** EXERCISE PROMPT **
Determine the count of lines containing "across" in the entries below and return only that figure.

** LISTED RECORDS **
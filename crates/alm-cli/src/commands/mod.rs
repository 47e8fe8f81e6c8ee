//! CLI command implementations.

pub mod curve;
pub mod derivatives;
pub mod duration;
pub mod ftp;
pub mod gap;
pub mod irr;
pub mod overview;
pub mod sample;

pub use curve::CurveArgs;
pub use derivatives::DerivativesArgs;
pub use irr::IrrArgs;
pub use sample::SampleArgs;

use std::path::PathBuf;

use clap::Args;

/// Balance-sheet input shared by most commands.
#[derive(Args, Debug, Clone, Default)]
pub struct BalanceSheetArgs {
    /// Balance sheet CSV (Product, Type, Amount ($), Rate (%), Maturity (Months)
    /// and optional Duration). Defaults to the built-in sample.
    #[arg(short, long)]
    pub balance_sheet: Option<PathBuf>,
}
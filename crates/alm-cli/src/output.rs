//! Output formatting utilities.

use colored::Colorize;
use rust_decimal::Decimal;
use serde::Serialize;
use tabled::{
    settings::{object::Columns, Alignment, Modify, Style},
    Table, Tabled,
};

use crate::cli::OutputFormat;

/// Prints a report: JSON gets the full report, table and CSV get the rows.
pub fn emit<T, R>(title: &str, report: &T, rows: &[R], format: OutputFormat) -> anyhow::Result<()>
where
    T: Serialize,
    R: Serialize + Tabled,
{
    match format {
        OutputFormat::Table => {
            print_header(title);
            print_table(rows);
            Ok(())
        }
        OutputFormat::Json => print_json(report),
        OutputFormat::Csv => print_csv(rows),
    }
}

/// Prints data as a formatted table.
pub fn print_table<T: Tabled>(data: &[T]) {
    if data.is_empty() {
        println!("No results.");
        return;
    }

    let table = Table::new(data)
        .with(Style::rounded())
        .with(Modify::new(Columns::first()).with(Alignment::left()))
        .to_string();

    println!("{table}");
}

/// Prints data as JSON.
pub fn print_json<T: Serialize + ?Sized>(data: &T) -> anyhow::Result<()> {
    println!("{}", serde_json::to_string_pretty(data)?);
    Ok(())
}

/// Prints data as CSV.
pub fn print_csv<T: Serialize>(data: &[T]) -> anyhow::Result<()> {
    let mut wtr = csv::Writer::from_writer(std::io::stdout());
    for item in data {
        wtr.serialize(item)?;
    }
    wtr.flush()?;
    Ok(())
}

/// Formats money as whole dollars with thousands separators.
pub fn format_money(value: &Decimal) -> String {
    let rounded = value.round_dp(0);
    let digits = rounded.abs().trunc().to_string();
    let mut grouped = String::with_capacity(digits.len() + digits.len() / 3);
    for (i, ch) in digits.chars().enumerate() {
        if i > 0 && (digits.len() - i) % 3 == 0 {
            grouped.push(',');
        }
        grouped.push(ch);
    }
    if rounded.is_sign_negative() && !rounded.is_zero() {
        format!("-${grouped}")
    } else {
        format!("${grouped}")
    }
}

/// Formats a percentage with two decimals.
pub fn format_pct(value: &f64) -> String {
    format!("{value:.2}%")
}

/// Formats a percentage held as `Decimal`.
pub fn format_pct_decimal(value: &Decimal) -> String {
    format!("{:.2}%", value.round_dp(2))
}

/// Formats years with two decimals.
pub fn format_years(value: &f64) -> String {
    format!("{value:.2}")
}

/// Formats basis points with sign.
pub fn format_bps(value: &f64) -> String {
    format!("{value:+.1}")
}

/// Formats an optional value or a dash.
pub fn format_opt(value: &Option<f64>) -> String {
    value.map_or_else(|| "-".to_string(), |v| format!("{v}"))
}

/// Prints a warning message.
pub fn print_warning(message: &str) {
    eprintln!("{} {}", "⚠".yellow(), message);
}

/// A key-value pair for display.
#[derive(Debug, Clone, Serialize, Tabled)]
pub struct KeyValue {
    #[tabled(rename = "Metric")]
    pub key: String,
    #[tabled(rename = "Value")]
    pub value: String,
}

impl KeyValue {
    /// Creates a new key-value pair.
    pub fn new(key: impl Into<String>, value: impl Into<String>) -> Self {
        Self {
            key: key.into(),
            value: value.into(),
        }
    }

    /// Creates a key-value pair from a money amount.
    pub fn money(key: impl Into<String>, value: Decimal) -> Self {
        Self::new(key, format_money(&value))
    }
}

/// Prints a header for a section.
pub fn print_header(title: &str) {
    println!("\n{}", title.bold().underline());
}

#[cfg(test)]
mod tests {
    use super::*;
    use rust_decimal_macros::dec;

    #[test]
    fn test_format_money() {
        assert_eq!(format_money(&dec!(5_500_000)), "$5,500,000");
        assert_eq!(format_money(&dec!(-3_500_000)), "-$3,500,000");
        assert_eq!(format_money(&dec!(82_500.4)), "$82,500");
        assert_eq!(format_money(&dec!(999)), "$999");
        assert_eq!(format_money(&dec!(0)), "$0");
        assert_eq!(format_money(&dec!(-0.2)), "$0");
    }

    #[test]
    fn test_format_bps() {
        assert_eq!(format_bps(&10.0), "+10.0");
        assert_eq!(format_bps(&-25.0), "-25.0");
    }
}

---

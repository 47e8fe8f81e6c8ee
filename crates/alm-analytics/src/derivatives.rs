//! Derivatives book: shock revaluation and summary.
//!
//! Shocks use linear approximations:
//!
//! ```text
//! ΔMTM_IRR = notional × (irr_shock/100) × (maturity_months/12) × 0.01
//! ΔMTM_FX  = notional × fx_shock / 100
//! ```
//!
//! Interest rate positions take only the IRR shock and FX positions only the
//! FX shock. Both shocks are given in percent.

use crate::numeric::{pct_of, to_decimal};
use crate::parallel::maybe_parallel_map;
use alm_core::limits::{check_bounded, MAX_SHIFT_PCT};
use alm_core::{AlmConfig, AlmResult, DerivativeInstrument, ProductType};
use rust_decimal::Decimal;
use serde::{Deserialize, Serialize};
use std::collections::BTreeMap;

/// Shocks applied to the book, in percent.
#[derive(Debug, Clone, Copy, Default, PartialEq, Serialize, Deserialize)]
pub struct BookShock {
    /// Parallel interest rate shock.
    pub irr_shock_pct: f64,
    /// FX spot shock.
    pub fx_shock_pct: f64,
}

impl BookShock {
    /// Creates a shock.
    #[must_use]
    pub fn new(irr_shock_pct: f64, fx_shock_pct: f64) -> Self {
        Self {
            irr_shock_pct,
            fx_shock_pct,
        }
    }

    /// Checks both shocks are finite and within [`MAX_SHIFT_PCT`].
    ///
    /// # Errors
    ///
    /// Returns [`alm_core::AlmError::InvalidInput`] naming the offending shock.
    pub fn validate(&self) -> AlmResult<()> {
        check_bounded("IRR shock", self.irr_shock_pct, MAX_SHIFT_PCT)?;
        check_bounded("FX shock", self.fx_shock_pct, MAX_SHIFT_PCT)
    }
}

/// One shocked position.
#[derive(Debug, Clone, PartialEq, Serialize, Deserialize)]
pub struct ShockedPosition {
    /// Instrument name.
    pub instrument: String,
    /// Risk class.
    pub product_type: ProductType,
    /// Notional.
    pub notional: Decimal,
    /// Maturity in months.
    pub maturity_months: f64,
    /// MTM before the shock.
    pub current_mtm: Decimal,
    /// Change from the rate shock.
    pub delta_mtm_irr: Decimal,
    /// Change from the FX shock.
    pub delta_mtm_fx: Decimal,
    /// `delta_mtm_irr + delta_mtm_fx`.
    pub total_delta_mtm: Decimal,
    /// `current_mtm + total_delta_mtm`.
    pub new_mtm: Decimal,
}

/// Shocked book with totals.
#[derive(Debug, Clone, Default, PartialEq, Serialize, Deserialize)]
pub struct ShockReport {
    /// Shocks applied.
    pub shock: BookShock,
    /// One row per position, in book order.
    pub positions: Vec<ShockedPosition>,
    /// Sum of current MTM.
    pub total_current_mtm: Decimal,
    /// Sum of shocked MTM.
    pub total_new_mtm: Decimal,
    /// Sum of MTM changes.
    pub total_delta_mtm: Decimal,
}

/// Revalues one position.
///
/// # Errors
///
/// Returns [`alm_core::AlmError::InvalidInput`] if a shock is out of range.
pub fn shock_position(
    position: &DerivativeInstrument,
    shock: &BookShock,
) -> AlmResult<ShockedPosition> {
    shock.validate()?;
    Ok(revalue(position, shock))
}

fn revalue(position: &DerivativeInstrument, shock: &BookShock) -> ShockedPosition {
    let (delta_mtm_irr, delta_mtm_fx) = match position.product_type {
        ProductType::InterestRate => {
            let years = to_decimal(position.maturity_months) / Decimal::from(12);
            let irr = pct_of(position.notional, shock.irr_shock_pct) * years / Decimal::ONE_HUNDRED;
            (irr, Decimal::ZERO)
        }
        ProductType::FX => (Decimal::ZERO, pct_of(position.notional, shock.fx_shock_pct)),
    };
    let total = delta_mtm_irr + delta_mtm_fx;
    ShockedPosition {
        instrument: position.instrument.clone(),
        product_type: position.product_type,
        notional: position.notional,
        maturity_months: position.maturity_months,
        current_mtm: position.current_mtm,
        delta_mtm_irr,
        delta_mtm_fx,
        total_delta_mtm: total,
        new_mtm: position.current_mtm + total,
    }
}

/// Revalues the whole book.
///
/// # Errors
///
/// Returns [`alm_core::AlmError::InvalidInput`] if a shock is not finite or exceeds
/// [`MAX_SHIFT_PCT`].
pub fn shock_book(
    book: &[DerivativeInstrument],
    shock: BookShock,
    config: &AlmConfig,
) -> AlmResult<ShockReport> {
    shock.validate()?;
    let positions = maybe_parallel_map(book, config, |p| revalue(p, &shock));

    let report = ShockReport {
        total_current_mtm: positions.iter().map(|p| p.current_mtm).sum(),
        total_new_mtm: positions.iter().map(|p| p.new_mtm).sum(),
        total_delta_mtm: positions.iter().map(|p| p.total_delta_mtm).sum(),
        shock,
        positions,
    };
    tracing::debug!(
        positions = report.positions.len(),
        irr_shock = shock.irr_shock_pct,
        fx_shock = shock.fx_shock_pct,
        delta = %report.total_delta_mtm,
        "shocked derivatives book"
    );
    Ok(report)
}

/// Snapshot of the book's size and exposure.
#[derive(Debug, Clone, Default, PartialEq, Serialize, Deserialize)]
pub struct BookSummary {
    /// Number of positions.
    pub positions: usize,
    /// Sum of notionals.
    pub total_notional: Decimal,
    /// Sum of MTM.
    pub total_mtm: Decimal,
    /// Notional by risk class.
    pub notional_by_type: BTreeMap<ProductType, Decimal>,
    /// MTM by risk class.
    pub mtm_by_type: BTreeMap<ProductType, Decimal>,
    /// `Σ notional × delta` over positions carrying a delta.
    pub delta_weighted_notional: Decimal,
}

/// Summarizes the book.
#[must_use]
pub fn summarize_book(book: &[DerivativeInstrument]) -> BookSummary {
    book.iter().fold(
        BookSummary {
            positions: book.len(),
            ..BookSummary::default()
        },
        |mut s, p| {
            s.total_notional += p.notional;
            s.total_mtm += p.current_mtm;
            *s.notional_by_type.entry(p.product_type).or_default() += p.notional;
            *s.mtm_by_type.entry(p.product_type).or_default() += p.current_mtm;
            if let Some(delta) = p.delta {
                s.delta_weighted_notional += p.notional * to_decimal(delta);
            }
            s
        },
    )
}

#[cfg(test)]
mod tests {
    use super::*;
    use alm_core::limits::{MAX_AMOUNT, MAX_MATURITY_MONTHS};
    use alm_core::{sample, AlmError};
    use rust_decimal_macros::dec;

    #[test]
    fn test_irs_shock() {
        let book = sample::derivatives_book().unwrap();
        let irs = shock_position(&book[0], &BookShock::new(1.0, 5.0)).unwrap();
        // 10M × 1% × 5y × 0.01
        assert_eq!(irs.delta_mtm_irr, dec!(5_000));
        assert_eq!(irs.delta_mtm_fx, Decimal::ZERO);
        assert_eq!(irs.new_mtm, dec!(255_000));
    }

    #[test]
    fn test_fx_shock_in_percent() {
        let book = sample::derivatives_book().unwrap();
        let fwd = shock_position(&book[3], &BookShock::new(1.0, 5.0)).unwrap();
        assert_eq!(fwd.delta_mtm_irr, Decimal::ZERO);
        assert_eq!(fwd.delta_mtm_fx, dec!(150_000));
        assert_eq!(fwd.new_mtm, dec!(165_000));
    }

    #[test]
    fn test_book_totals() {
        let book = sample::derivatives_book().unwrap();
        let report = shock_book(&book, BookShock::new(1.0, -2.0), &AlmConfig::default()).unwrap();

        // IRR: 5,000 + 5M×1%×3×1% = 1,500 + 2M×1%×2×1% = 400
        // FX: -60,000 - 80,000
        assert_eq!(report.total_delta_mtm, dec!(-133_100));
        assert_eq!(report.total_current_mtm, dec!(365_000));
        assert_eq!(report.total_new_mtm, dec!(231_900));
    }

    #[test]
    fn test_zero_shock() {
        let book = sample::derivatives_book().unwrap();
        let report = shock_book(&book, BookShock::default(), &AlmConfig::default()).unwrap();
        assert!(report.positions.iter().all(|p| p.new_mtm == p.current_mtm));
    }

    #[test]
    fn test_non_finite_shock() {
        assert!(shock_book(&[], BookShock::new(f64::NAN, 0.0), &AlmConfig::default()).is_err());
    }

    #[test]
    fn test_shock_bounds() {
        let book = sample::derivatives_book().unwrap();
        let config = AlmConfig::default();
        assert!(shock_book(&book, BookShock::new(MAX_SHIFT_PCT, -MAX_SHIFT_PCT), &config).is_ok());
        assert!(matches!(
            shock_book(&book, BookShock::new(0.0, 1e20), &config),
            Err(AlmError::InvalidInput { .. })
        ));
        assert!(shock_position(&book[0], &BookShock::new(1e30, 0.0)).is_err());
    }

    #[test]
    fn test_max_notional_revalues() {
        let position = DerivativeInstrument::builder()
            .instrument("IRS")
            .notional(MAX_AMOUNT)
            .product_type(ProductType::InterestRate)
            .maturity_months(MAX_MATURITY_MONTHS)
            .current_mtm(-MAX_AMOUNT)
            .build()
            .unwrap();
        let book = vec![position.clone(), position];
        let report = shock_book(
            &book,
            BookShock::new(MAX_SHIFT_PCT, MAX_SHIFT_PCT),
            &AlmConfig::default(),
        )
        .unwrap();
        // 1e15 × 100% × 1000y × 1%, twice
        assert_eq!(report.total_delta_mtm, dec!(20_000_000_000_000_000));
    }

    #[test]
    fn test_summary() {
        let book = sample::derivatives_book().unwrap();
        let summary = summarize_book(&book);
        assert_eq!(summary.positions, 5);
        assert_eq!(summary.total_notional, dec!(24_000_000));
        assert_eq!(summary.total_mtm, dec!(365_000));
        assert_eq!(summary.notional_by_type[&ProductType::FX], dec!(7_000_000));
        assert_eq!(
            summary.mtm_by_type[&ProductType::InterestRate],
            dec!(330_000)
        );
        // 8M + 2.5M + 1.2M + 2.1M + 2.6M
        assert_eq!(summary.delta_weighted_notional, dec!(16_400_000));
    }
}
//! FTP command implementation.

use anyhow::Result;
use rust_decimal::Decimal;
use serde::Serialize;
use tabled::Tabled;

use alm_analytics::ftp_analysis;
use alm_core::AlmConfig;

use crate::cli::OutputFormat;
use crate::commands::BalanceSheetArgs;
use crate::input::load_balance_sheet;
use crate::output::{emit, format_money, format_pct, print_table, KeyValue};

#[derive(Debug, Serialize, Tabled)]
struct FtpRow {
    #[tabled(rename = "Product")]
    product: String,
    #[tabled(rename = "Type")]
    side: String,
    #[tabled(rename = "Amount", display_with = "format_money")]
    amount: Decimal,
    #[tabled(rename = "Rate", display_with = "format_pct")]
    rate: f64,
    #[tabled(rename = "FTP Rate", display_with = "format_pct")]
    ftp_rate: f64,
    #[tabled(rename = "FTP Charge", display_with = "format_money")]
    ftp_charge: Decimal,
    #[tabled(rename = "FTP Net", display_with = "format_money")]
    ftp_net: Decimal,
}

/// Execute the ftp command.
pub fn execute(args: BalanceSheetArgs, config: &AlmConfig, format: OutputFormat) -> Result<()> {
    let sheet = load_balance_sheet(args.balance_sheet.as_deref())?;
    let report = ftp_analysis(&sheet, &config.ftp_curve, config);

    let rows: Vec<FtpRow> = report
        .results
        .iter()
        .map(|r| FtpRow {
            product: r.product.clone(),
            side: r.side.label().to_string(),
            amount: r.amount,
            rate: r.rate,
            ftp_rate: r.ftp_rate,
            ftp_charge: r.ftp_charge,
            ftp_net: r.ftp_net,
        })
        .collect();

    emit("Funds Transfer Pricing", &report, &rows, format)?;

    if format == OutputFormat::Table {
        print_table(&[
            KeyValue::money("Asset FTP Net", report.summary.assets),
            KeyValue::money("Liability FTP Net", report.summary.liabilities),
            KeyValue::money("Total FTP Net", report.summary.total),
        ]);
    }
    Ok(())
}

...

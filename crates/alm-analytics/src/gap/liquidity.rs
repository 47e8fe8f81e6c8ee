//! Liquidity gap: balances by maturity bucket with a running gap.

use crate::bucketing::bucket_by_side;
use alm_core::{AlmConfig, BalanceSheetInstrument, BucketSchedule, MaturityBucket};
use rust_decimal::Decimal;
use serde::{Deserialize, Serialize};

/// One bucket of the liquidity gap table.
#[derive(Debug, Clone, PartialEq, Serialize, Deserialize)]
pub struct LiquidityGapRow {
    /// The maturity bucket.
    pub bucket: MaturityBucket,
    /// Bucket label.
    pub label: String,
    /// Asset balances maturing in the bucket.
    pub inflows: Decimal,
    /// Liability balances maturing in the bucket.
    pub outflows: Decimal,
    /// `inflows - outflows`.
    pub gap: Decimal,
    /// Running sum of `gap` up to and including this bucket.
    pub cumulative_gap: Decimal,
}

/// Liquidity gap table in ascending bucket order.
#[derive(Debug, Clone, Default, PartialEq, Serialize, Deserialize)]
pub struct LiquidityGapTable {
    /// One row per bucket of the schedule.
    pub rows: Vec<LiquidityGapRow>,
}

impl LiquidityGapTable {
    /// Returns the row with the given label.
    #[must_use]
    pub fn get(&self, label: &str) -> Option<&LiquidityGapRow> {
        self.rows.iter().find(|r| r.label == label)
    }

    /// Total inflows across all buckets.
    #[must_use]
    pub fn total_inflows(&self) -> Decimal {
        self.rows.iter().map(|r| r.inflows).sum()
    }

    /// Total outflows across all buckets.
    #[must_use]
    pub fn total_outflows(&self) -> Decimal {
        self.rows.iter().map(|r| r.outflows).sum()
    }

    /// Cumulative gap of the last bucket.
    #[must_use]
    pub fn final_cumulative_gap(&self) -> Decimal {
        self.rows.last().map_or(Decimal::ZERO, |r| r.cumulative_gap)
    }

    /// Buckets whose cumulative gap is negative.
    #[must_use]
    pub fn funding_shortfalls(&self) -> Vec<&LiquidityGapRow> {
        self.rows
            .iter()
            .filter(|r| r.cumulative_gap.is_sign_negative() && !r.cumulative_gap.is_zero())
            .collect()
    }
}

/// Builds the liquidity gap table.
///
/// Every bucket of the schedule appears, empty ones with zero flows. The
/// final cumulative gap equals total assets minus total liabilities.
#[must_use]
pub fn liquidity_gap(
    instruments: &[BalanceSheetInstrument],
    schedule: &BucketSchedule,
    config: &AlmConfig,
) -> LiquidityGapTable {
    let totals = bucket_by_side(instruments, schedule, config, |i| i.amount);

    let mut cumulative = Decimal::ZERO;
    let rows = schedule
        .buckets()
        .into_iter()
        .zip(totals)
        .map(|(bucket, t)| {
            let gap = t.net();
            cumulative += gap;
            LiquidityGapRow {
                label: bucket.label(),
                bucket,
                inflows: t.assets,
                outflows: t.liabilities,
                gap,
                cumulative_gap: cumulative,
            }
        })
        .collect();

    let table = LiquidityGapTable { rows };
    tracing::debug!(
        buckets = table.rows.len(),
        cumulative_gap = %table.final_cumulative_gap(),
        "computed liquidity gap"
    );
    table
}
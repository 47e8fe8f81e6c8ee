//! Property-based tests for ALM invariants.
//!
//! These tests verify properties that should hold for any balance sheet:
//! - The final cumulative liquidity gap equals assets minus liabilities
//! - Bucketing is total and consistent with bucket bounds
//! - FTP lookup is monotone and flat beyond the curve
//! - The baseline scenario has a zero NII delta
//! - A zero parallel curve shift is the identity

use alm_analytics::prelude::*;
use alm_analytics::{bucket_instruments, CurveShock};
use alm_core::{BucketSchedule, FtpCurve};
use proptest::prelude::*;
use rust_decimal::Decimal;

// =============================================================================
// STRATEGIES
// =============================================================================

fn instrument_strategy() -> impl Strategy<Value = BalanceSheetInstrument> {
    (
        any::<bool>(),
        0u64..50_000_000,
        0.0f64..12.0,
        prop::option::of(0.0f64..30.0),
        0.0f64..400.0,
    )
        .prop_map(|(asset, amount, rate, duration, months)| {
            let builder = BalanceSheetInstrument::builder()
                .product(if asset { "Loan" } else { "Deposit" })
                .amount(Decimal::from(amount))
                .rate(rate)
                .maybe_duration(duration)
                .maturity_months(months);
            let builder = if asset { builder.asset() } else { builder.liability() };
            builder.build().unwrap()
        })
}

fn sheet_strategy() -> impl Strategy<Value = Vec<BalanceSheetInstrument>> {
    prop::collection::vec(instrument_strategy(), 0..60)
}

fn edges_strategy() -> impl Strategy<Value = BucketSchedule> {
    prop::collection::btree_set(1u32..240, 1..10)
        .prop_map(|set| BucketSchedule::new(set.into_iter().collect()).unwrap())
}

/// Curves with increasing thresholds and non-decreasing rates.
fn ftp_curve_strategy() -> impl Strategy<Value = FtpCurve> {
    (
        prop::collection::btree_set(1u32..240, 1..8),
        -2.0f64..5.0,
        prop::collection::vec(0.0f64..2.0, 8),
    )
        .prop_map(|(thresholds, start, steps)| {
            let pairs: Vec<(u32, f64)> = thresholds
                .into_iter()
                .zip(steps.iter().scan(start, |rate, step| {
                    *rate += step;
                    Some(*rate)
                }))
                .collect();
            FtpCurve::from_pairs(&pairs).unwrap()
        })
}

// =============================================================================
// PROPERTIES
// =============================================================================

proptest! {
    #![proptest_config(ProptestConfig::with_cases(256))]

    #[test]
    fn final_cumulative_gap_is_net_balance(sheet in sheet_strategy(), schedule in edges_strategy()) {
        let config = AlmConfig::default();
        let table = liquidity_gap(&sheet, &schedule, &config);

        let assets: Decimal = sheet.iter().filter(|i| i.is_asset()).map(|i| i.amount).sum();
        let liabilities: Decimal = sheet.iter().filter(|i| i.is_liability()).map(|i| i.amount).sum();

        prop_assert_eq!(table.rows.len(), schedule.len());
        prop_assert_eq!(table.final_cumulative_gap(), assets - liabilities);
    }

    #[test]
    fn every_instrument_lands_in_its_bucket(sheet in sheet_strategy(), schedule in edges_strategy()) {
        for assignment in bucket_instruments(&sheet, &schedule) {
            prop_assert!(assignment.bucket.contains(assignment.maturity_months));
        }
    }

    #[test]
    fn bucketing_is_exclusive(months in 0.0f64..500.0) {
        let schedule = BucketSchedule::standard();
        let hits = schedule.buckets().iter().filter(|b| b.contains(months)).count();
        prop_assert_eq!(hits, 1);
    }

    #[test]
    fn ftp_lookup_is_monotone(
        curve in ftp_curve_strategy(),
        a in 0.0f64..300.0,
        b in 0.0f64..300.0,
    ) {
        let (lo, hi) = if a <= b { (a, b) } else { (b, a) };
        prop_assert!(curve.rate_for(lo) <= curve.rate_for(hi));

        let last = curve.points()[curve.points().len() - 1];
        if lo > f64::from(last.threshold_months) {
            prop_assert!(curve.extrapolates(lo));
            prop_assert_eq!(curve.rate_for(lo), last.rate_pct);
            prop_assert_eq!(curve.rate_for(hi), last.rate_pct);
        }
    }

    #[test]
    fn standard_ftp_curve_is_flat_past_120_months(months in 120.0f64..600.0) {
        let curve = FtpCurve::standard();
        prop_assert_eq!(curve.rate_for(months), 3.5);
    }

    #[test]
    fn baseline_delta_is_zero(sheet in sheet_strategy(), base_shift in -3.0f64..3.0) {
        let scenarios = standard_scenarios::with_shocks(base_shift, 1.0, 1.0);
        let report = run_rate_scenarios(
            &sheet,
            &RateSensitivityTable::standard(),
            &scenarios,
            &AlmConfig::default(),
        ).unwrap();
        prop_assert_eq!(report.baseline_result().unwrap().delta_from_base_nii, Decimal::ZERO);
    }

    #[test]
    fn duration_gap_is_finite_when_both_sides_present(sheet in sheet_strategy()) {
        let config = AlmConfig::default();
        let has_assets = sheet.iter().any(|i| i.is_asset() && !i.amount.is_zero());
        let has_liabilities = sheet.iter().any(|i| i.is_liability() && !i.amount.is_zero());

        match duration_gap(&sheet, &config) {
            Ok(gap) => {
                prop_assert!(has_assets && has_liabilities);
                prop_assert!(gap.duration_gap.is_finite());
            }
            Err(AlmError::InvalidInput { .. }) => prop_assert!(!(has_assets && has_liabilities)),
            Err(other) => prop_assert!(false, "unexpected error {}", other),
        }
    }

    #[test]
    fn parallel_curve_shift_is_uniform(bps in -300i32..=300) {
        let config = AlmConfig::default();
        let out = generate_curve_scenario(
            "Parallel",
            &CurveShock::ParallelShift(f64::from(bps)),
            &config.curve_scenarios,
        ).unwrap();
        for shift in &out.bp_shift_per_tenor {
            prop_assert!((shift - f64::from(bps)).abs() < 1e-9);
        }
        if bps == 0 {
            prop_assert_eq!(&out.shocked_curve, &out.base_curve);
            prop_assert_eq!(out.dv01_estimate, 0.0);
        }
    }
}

** ANSWER AREA **
2